### [Task input]

"""

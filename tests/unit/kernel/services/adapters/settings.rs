use super::*;
use tempfile::tempdir;

#[test]
fn settings_path_lives_under_cache_dir() {
    let Some(path) = get_settings_path() else {
        return;
    };
    assert!(path.ends_with(".codeplay/setting.json"));
}

#[test]
fn default_file_is_written_once() {
    let dir = tempdir().unwrap();
    let path = dir.path().join("cfg/setting.json");

    write_default_settings(&path).unwrap();
    assert_eq!(load_settings_from(&path), Some(Settings::default()));

    std::fs::write(&path, r#"{"default_language_id": 71}"#).unwrap();
    write_default_settings(&path).unwrap();
    assert_eq!(load_settings_from(&path).unwrap().default_language_id, 71);
}

#[test]
fn malformed_or_missing_file_yields_none() {
    let dir = tempdir().unwrap();
    let path = dir.path().join("setting.json");
    assert_eq!(load_settings_from(&path), None);

    std::fs::write(&path, "{ nope").unwrap();
    assert_eq!(load_settings_from(&path), None);
}
use crate::foundation::error::{PanoplyError, PanoplyResult};

/// Label that marks a `Hold` entry when scripts are authored as strings.
pub const HOLD_LABEL: &str = "Hold";

/// Opaque handle to a keyframe state inside its owning [`StateLibrary`].
///
/// Handles are assigned when a library is built; display labels are never used for identity.
#[derive(
    Clone, Copy, Debug, PartialEq, Eq, PartialOrd, Ord, Hash, serde::Serialize, serde::Deserialize,
)]
#[serde(transparent)]
pub struct StateId(pub u32);

impl StateId {
    fn index(self) -> usize {
        self.0 as usize
    }
}

/// One step of a [`StateScript`].
#[derive(Clone, Copy, Debug, PartialEq, Eq, serde::Serialize, serde::Deserialize)]
pub enum ScriptEntry {
    /// Keep the value of the nearest earlier keyed step.
    Hold,
    /// Switch to the referenced state.
    Key(StateId),
}

impl ScriptEntry {
    /// Whether this entry is the hold sentinel.
    pub fn is_hold(self) -> bool {
        matches!(self, ScriptEntry::Hold)
    }
}

#[derive(Clone, Debug, PartialEq, serde::Serialize, serde::Deserialize)]
/// A keyframe state plus its display label.
pub struct Labeled<S> {
    /// Display label (metadata only).
    pub label: String,
    /// The state snapshot.
    #[serde(flatten)]
    pub state: S,
}

/// Immutable library of keyframe states owned by one entity.
#[derive(Clone, Debug, PartialEq, serde::Serialize, serde::Deserialize)]
#[serde(transparent)]
pub struct StateLibrary<S> {
    states: Vec<Labeled<S>>,
}

impl<S> Default for StateLibrary<S> {
    fn default() -> Self {
        Self { states: Vec::new() }
    }
}

impl<S> StateLibrary<S> {
    /// Build an empty library.
    pub fn new() -> Self {
        Self::default()
    }

    /// Append a state and return its handle.
    pub fn push(&mut self, label: impl Into<String>, state: S) -> StateId {
        let id = StateId(self.states.len() as u32);
        self.states.push(Labeled {
            label: label.into(),
            state,
        });
        id
    }

    /// Resolve a handle. Dangling handles yield `None`.
    pub fn get(&self, id: StateId) -> Option<&S> {
        self.states.get(id.index()).map(|s| &s.state)
    }

    /// Whether `id` refers to a state in this library.
    pub fn contains(&self, id: StateId) -> bool {
        id.index() < self.states.len()
    }

    /// Display label for a handle.
    pub fn label(&self, id: StateId) -> Option<&str> {
        self.states.get(id.index()).map(|s| s.label.as_str())
    }

    /// Handle of the first state with the given label.
    pub fn find(&self, label: &str) -> Option<StateId> {
        self.states
            .iter()
            .position(|s| s.label == label)
            .map(|i| StateId(i as u32))
    }

    /// Number of states.
    pub fn len(&self) -> usize {
        self.states.len()
    }

    /// Whether the library is empty.
    pub fn is_empty(&self) -> bool {
        self.states.is_empty()
    }

    /// Iterate `(handle, label, state)` in authoring order.
    pub fn iter(&self) -> impl Iterator<Item = (StateId, &str, &S)> {
        self.states
            .iter()
            .enumerate()
            .map(|(i, s)| (StateId(i as u32), s.label.as_str(), &s.state))
    }
}

/// Per-step script of an entity: one [`ScriptEntry`] per timeline step.
///
/// Entry 0 is expected to be a key; the resolver tolerates scripts that break this.
#[derive(Clone, Debug, Default, PartialEq, Eq, serde::Serialize, serde::Deserialize)]
#[serde(transparent)]
pub struct StateScript {
    entries: Vec<ScriptEntry>,
}

impl StateScript {
    /// Build a [`StateScript`] value.
    pub fn new(entries: Vec<ScriptEntry>) -> Self {
        Self { entries }
    }

    /// Build a script from authored labels, mapping `"Hold"` to [`ScriptEntry::Hold`].
    ///
    /// Unknown labels are rejected; handles are only ever assigned here.
    pub fn from_labels<S, L>(library: &StateLibrary<S>, labels: &[L]) -> PanoplyResult<Self>
    where
        L: AsRef<str>,
    {
        let entries = labels
            .iter()
            .enumerate()
            .map(|(step, label)| {
                let label = label.as_ref();
                if label == HOLD_LABEL {
                    return Ok(ScriptEntry::Hold);
                }
                library.find(label).map(ScriptEntry::Key).ok_or_else(|| {
                    PanoplyError::validation(format!(
                        "script step {step} references unknown state '{label}'"
                    ))
                })
            })
            .collect::<PanoplyResult<Vec<_>>>()?;
        Ok(Self { entries })
    }

    /// Entry at `index`.
    pub fn get(&self, index: usize) -> Option<ScriptEntry> {
        self.entries.get(index).copied()
    }

    /// Whether the entry at `index` exists and is `Hold`.
    pub fn is_hold(&self, index: usize) -> bool {
        self.get(index).is_some_and(ScriptEntry::is_hold)
    }

    /// Number of entries.
    pub fn len(&self) -> usize {
        self.entries.len()
    }

    /// Whether the script has no entries.
    pub fn is_empty(&self) -> bool {
        self.entries.is_empty()
    }

    /// All entries in step order.
    pub fn entries(&self) -> &[ScriptEntry] {
        &self.entries
    }
}

#[cfg(test)]
#[path = "../../tests/unit/sequencer/script.rs"]
mod tests;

"""

### [What you should do]
The listing above should be repeated in its entirety, unchanged.

### [Task response]
filename tests/unit/kernel/services/adapters/settings.rs
use super::*;
use tempfile::tempdir;

#[test]
fn settings_path_lives_under_cache_dir() {
    let Some(path) = get_settings_path() else {
        return;
    };
    assert!(path.ends_with(".codeplay/setting.json"));
}

#[test]
fn default_file_is_written_once() {
    let dir = tempdir().unwrap();
    let path = dir.path().join("cfg/setting.json");

    write_default_settings(&path).unwrap();
    assert_eq!(load_settings_from(&path), Some(Settings::default()));

    std::fs::write(&path, r#"{"default_language_id": 71}"#).unwrap();
    write_default_settings(&path).unwrap();
    assert_eq!(load_settings_from(&path).unwrap().default_language_id, 71);
}

#[test]
fn malformed_or_missing_file_yields_none() {
    let dir = tempdir().unwrap();
    let path = dir.path().join("setting.json");
    assert_eq!(load_settings_from(&path), None);

    std::fs::write(&path, "{ nope").unwrap();
    assert_eq!(load_settings_from(&path), None);
}
use crate::foundation::error::{PanoplyError, PanoplyResult};

/// Label that marks a `Hold` entry when scripts are authored as strings.
pub const HOLD_LABEL: &str = "Hold";

/// Opaque handle to a keyframe state inside its owning [`StateLibrary`].
///
/// Handles are assigned when a library is built; display labels are never used for identity.
#[derive(
    Clone, Copy, Debug, PartialEq, Eq, PartialOrd, Ord, Hash, serde::Serialize, serde::Deserialize,
)]
#[serde(transparent)]
pub struct StateId(pub u32);

impl StateId {
    fn index(self) -> usize {
        self.0 as usize
    }
}

/// One step of a [`StateScript`].
#[derive(Clone, Copy, Debug, PartialEq, Eq, serde::Serialize, serde::Deserialize)]
pub enum ScriptEntry {
    /// Keep the value of the nearest earlier keyed step.
    Hold,
    /// Switch to the referenced state.
    Key(StateId),
}

impl ScriptEntry {
    /// Whether this entry is the hold sentinel.
    pub fn is_hold(self) -> bool {
        matches!(self, ScriptEntry::Hold)
    }
}

#[derive(Clone, Debug, PartialEq, serde::Serialize, serde::Deserialize)]
/// A keyframe state plus its display label.
pub struct Labeled<S> {
    /// Display label (metadata only).
    pub label: String,
    /// The state snapshot.
    #[serde(flatten)]
    pub state: S,
}

/// Immutable library of keyframe states owned by one entity.
#[derive(Clone, Debug, PartialEq, serde::Serialize, serde::Deserialize)]
#[serde(transparent)]
pub struct StateLibrary<S> {
    states: Vec<Labeled<S>>,
}

impl<S> Default for StateLibrary<S> {
    fn default() -> Self {
        Self { states: Vec::new() }
    }
}

impl<S> StateLibrary<S> {
    /// Build an empty library.
    pub fn new() -> Self {
        Self::default()
    }

    /// Append a state and return its handle.
    pub fn push(&mut self, label: impl Into<String>, state: S) -> StateId {
        let id = StateId(self.states.len() as u32);
        self.states.push(Labeled {
            label: label.into(),
            state,
        });
        id
    }

    /// Resolve a handle. Dangling handles yield `None`.
    pub fn get(&self, id: StateId) -> Option<&S> {
        self.states.get(id.index()).map(|s| &s.state)
    }

    /// Whether `id` refers to a state in this library.
    pub fn contains(&self, id: StateId) -> bool {
        id.index() < self.states.len()
    }

    /// Display label for a handle.
    pub fn label(&self, id: StateId) -> Option<&str> {
        self.states.get(id.index()).map(|s| s.label.as_str())
    }

    /// Handle of the first state with the given label.
    pub fn find(&self, label: &str) -> Option<StateId> {
        self.states
            .iter()
            .position(|s| s.label == label)
            .map(|i| StateId(i as u32))
    }

    /// Number of states.
    pub fn len(&self) -> usize {
        self.states.len()
    }

    /// Whether the library is empty.
    pub fn is_empty(&self) -> bool {
        self.states.is_empty()
    }

    /// Iterate `(handle, label, state)` in authoring order.
    pub fn iter(&self) -> impl Iterator<Item = (StateId, &str, &S)> {
        self.states
            .iter()
            .enumerate()
            .map(|(i, s)| (StateId(i as u32), s.label.as_str(), &s.state))
    }
}

/// Per-step script of an entity: one [`ScriptEntry`] per timeline step.
///
/// Entry 0 is expected to be a key; the resolver tolerates scripts that break this.
#[derive(Clone, Debug, Default, PartialEq, Eq, serde::Serialize, serde::Deserialize)]
#[serde(transparent)]
pub struct StateScript {
    entries: Vec<ScriptEntry>,
}

impl StateScript {
    /// Build a [`StateScript`] value.
    pub fn new(entries: Vec<ScriptEntry>) -> Self {
        Self { entries }
    }

    /// Build a script from authored labels, mapping `"Hold"` to [`ScriptEntry::Hold`].
    ///
    /// Unknown labels are rejected; handles are only ever assigned here.
    pub fn from_labels<S, L>(library: &StateLibrary<S>, labels: &[L]) -> PanoplyResult<Self>
    where
        L: AsRef<str>,
    {
        let entries = labels
            .iter()
            .enumerate()
            .map(|(step, label)| {
                let label = label.as_ref();
                if label == HOLD_LABEL {
                    return Ok(ScriptEntry::Hold);
                }
                library.find(label).map(ScriptEntry::Key).ok_or_else(|| {
                    PanoplyError::validation(format!(
                        "script step {step} references unknown state '{label}'"
                    ))
                })
            })
            .collect::<PanoplyResult<Vec<_>>>()?;
        Ok(Self { entries })
    }

    /// Entry at `index`.
    pub fn get(&self, index: usize) -> Option<ScriptEntry> {
        self.entries.get(index).copied()
    }

    /// Whether the entry at `index` exists and is `Hold`.
    pub fn is_hold(&self, index: usize) -> bool {
        self.get(index).is_some_and(ScriptEntry::is_hold)
    }

    /// Number of entries.
    pub fn len(&self) -> usize {
        self.entries.len()
    }

    /// Whether the script has no entries.
    pub fn is_empty(&self) -> bool {
        self.entries.is_empty()
    }

    /// All entries in step order.
    pub fn entries(&self) -> &[ScriptEntry] {
        &self.entries
    }
}

#[cfg(test)]
#[path = "../../tests/unit/sequencer/script.rs"]
mod tests;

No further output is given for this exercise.